I recently saw an article in the New York Times describing the treats of strike from the Chicago Teachers’ Union recently. And it upset me.
I believe that we, as educators, have a duty to our students that extend beyond mere convenience. When we are hired by a school, we are making a commitment, not just to the school’s administration, but to our students. And when we strike we abandon those students. Quite literally. An article from the Washington Post details some of the affects the strike would have on the local community; impacting, in particular, youth already deemed “at-risk”.
I believe it is cowardly and reprehensible for teachers to abandon their posts to protest something as trivial as an extension of the school day (Especially in Chicago which has the shortest school day in the country) or pay raises based on merit (which is the standard for other professions and is, in fact, based on a founding principle of our nation). It sickens me that there are educators out there who value their own comforts over the welfare of their students.
I think teachers – like any citizens – have the right to petition and protest their government; but not at the cost of their students’ education.

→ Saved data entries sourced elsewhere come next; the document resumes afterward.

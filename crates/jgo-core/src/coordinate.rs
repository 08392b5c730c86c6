//! Maven coordinates and the endpoint string grammar (spec-facing §6.1):
//!
//! ```text
//! endpoint   := coord ('+' coord)* ('@' mainClass)?
//! coord      := G ':' A (':' V)? (':' C)? (':' P)? modifiers? '!'?
//! modifiers  := '(' modifier (',' modifier)* ')'
//! modifier   := 'c' | 'cp' | 'm' | 'mp' | 'p'          // placement
//!             | 'x'                                     // this coord IS a global exclusion
//!             | 'x:' G ':' A                            // this coord HAS this exclusion
//! ```
//!
//! Modifier order is irrelevant. `*` is allowed for either `G` or `A` inside
//! an exclusion pattern.

use std::fmt;

use jgo_util::errors::JgoError;

/// Default packaging when none is specified.
pub const DEFAULT_PACKAGING: &str = "jar";

/// `(groupId, artifactId, version?, classifier?, packaging?)`.
///
/// Two coordinates with identical `(g, a, c, p)` refer to the same artifact
/// track regardless of version — version comparisons never enter identity.
#[derive(Debug, Clone, PartialEq, Eq, Hash)]
pub struct Coordinate {
    pub group_id: String,
    pub artifact_id: String,
    /// `None` means "unspecified" — the version must come from dependency
    /// management. `Some` may still be a version spec (`LATEST`, `RELEASE`,
    /// a range) rather than a concrete version.
    pub version: Option<String>,
    pub classifier: Option<String>,
    pub packaging: String,
}

impl Coordinate {
    pub fn new(group_id: impl Into<String>, artifact_id: impl Into<String>) -> Self {
        Self {
            group_id: group_id.into(),
            artifact_id: artifact_id.into(),
            version: None,
            classifier: None,
            packaging: DEFAULT_PACKAGING.to_string(),
        }
    }

    /// Identity key independent of version: `(groupId, artifactId)`.
    pub fn ga_key(&self) -> (String, String) {
        (self.group_id.clone(), self.artifact_id.clone())
    }

    /// Identity key including classifier/packaging: `(g, a, c, p)`.
    pub fn gacp_key(&self) -> (String, String, Option<String>, String) {
        (
            self.group_id.clone(),
            self.artifact_id.clone(),
            self.classifier.clone(),
            self.packaging.clone(),
        )
    }

    /// Parse a bare `G:A(:V)?(:C)?(:P)?` string, without modifiers or `!`.
    pub fn parse(s: &str) -> Result<Self, JgoError> {
        let parts: Vec<&str> = s.split(':').collect();
        if parts.len() < 2 || parts.len() > 5 {
            return Err(JgoError::ParseError {
                message: format!("coordinate '{s}' must have 2 to 5 colon-separated fields"),
            });
        }
        let group_id = non_empty(parts[0], "groupId", s)?;
        let artifact_id = non_empty(parts[1], "artifactId", s)?;
        let version = parts.get(2).filter(|v| !v.is_empty()).map(|v| v.to_string());
        let classifier = parts.get(3).filter(|v| !v.is_empty()).map(|v| v.to_string());
        let packaging = parts
            .get(4)
            .filter(|v| !v.is_empty())
            .map(|v| v.to_lowercase())
            .unwrap_or_else(|| DEFAULT_PACKAGING.to_string());

        Ok(Self {
            group_id,
            artifact_id,
            version,
            classifier,
            packaging,
        })
    }
}

impl fmt::Display for Coordinate {
    fn fmt(&self, f: &mut fmt::Formatter<'_>) -> fmt::Result {
        write!(f, "{}:{}", self.group_id, self.artifact_id)?;
        if let Some(ref v) = self.version {
            write!(f, ":{v}")?;
        }
        if let Some(ref c) = self.classifier {
            write!(f, ":{c}")?;
        }
        if self.packaging != DEFAULT_PACKAGING {
            write!(f, ":{}", self.packaging)?;
        }
        Ok(())
    }
}

fn non_empty(s: &str, field: &str, whole: &str) -> Result<String, JgoError> {
    if s.is_empty() {
        Err(JgoError::ParseError {
            message: format!("{field} must not be empty in coordinate '{whole}'"),
        })
    } else {
        Ok(s.to_string())
    }
}

/// A [`Coordinate`] pinned to a concrete version (no `LATEST`/`RELEASE`/range).
#[derive(Debug, Clone, PartialEq, Eq, Hash)]
pub struct Artifact {
    pub group_id: String,
    pub artifact_id: String,
    pub version: String,
    pub classifier: Option<String>,
    pub packaging: String,
}

impl Artifact {
    pub fn new(group_id: impl Into<String>, artifact_id: impl Into<String>, version: impl Into<String>) -> Self {
        Self {
            group_id: group_id.into(),
            artifact_id: artifact_id.into(),
            version: version.into(),
            classifier: None,
            packaging: DEFAULT_PACKAGING.to_string(),
        }
    }

    pub fn from_coordinate(coord: &Coordinate, version: impl Into<String>) -> Self {
        Self {
            group_id: coord.group_id.clone(),
            artifact_id: coord.artifact_id.clone(),
            version: version.into(),
            classifier: coord.classifier.clone(),
            packaging: coord.packaging.clone(),
        }
    }

    /// Repository-relative path: `g/with/slashes/a/v/a-v[-classifier].packaging`.
    pub fn repository_path(&self) -> String {
        let group_path = self.group_id.replace('.', "/");
        let mut filename = format!("{}-{}", self.artifact_id, self.version);
        if let Some(ref c) = self.classifier {
            filename.push('-');
            filename.push_str(c);
        }
        filename.push('.');
        filename.push_str(&self.packaging);
        format!("{group_path}/{}/{}/{filename}", self.artifact_id, self.version)
    }

    pub fn jar_filename(&self) -> String {
        let mut filename = format!("{}-{}", self.artifact_id, self.version);
        if let Some(ref c) = self.classifier {
            filename.push('-');
            filename.push_str(c);
        }
        filename.push('.');
        filename.push_str(&self.packaging);
        filename
    }

    pub fn pom_filename(&self) -> String {
        format!("{}-{}.pom", self.artifact_id, self.version)
    }
}

impl fmt::Display for Artifact {
    fn fmt(&self, f: &mut fmt::Formatter<'_>) -> fmt::Result {
        write!(f, "{}:{}:{}", self.group_id, self.artifact_id, self.version)?;
        if let Some(ref c) = self.classifier {
            write!(f, ":{c}")?;
        }
        if self.packaging != DEFAULT_PACKAGING {
            write!(f, ":{}", self.packaging)?;
        }
        Ok(())
    }
}

/// Placement override carried by a `(c|cp|m|mp|p)` modifier.
#[derive(Debug, Clone, Copy, PartialEq, Eq)]
pub enum Placement {
    ClassPath,
    ModulePath,
}

/// One parsed `modifier` from a coordinate's `(...)` group.
#[derive(Debug, Clone, PartialEq, Eq)]
pub enum Modifier {
    Placement(Placement),
    /// `x` — this coordinate is itself a global exclusion pattern.
    GlobalExclusion,
    /// `x:G:A` — this coordinate carries a per-coordinate exclusion.
    Exclusion { group: String, artifact: String },
}

/// One `coord` term of an endpoint expression: a bare coordinate plus its
/// modifiers and the trailing `!` (raw / no dependency management) marker.
#[derive(Debug, Clone, PartialEq, Eq)]
pub struct CoordinateSpec {
    pub coordinate: Coordinate,
    pub modifiers: Vec<Modifier>,
    pub raw: bool,
}

impl CoordinateSpec {
    pub fn placement(&self) -> Option<Placement> {
        self.modifiers.iter().find_map(|m| match m {
            Modifier::Placement(p) => Some(*p),
            _ => None,
        })
    }

    pub fn is_global_exclusion(&self) -> bool {
        self.modifiers.iter().any(|m| matches!(m, Modifier::GlobalExclusion))
    }

    pub fn exclusions(&self) -> Vec<(String, String)> {
        self.modifiers
            .iter()
            .filter_map(|m| match m {
                Modifier::Exclusion { group, artifact } => Some((group.clone(), artifact.clone())),
                _ => None,
            })
            .collect()
    }
}

/// A full endpoint expression: one or more coordinates joined by `+`, with
/// an optional `@MainClass` suffix.
#[derive(Debug, Clone, PartialEq, Eq)]
pub struct Endpoint {
    pub coordinates: Vec<CoordinateSpec>,
    pub main_class: Option<String>,
}

impl Endpoint {
    pub fn parse(s: &str) -> Result<Self, JgoError> {
        let (body, main_class) = match s.split_once('@') {
            Some((b, m)) => (b, Some(m.to_string())),
            None => (s, None),
        };
        if body.is_empty() {
            return Err(JgoError::ParseError {
                message: format!("endpoint '{s}' has no coordinates"),
            });
        }
        let coordinates = body
            .split('+')
            .map(parse_coord_term)
            .collect::<Result<Vec<_>, _>>()?;
        Ok(Self {
            coordinates,
            main_class,
        })
    }
}

fn parse_coord_term(term: &str) -> Result<CoordinateSpec, JgoError> {
    let mut rest = term;
    let raw = rest.ends_with('!');
    if raw {
        rest = &rest[..rest.len() - 1];
    }

    let (coord_part, modifiers) = match rest.find('(') {
        Some(open) => {
            let close = rest.rfind(')').ok_or_else(|| JgoError::ParseError {
                message: format!("unterminated modifier group in '{term}'"),
            })?;
            if close < open {
                return Err(JgoError::ParseError {
                    message: format!("malformed modifier group in '{term}'"),
                });
            }
            (&rest[..open], parse_modifiers(&rest[open + 1..close], term)?)
        }
        None => (rest, Vec::new()),
    };

    let coordinate = Coordinate::parse(coord_part)?;
    Ok(CoordinateSpec {
        coordinate,
        modifiers,
        raw,
    })
}

fn parse_modifiers(body: &str, term: &str) -> Result<Vec<Modifier>, JgoError> {
    body.split(',')
        .map(str::trim)
        .filter(|s| !s.is_empty())
        .map(|m| parse_modifier(m, term))
        .collect()
}

fn parse_modifier(m: &str, term: &str) -> Result<Modifier, JgoError> {
    match m {
        "c" | "cp" => Ok(Modifier::Placement(Placement::ClassPath)),
        "m" | "mp" | "p" => Ok(Modifier::Placement(Placement::ModulePath)),
        "x" => Ok(Modifier::GlobalExclusion),
        _ if m.starts_with("x:") => {
            let fields: Vec<&str> = m[2..].split(':').collect();
            if fields.len() != 2 || fields[0].is_empty() || fields[1].is_empty() {
                return Err(JgoError::ParseError {
                    message: format!("malformed exclusion modifier '{m}' in '{term}' (expected x:G:A)"),
                });
            }
            Ok(Modifier::Exclusion {
                group: fields[0].to_string(),
                artifact: fields[1].to_string(),
            })
        }
        _ => Err(JgoError::ParseError {
            message: format!("unknown modifier '{m}' in '{term}'"),
        }),
    }
}

/// Does an exclusion pattern `(group, artifact)` (each possibly `*`) match
/// a concrete `(group_id, artifact_id)`?
pub fn exclusion_matches(pattern: &(String, String), group_id: &str, artifact_id: &str) -> bool {
    let (pg, pa) = pattern;
    (pg == "*" || pg == group_id) && (pa == "*" || pa == artifact_id)
}

#[cfg(test)]
mod tests {
    use super::*;

    #[test]
    fn parses_bare_ga() {
        let c = Coordinate::parse("org.python:jython-standalone").unwrap();
        assert_eq!(c.group_id, "org.python");
        assert_eq!(c.artifact_id, "jython-standalone");
        assert_eq!(c.version, None);
        assert_eq!(c.packaging, "jar");
    }

    #[test]
    fn parses_full_gacp() {
        let c = Coordinate::parse("g:a:1.0:sources:jar").unwrap();
        assert_eq!(c.version.as_deref(), Some("1.0"));
        assert_eq!(c.classifier.as_deref(), Some("sources"));
        assert_eq!(c.packaging, "jar");
    }

    #[test]
    fn rejects_empty_group() {
        assert!(Coordinate::parse(":a:1.0").is_err());
    }

    #[test]
    fn endpoint_single_coord() {
        let e = Endpoint::parse("org.python:jython-standalone:2.7.4").unwrap();
        assert_eq!(e.coordinates.len(), 1);
        assert!(e.main_class.is_none());
    }

    #[test]
    fn endpoint_multi_coord_with_main_class() {
        let e = Endpoint::parse("g1:a1:1.0+g2:a2:2.0@com.example.Main").unwrap();
        assert_eq!(e.coordinates.len(), 2);
        assert_eq!(e.main_class.as_deref(), Some("com.example.Main"));
    }

    #[test]
    fn endpoint_with_exclusion_modifier() {
        let e = Endpoint::parse(
            "org.apache.httpcomponents:httpclient:4.5.14(x:commons-logging:commons-logging)",
        )
        .unwrap();
        let spec = &e.coordinates[0];
        assert_eq!(
            spec.exclusions(),
            vec![("commons-logging".to_string(), "commons-logging".to_string())]
        );
    }

    #[test]
    fn endpoint_with_placement_and_raw() {
        let e = Endpoint::parse("g:a:1.0(mp)!").unwrap();
        let spec = &e.coordinates[0];
        assert!(spec.raw);
        assert_eq!(spec.placement(), Some(Placement::ModulePath));
    }

    #[test]
    fn endpoint_global_exclusion_modifier() {
        let e = Endpoint::parse("g:a(x)").unwrap();
        assert!(e.coordinates[0].is_global_exclusion());
    }

    #[test]
    fn exclusion_matches_wildcards() {
        let pattern = ("*".to_string(), "commons-logging".to_string());
        assert!(exclusion_matches(&pattern, "anything", "commons-logging"));
        assert!(!exclusion_matches(&pattern, "anything", "other"));
    }

    #[test]
    fn rejects_unknown_modifier() {
        assert!(Endpoint::parse("g:a(bogus)").is_err());
    }

    #[test]
    fn display_roundtrips_bare_coordinate() {
        let c = Coordinate::parse("g:a:1.0").unwrap();
        assert_eq!(c.to_string(), "g:a:1.0");
    }
}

Many folks in this class have brought up that they feel that teachers are not respected enough as professionals – but, frankly, if this behavior (mirrored in Wisconsin and New Your and around the US) is acceptable to many teachers, then we probably do not deserve respect as professionals. If we put our political ideologies or personal conveniences before our duties as educators – acting like self-indulgent children by ignoring the actual children in our classrooms – then there is no way we can earn the respect of those outside the profession.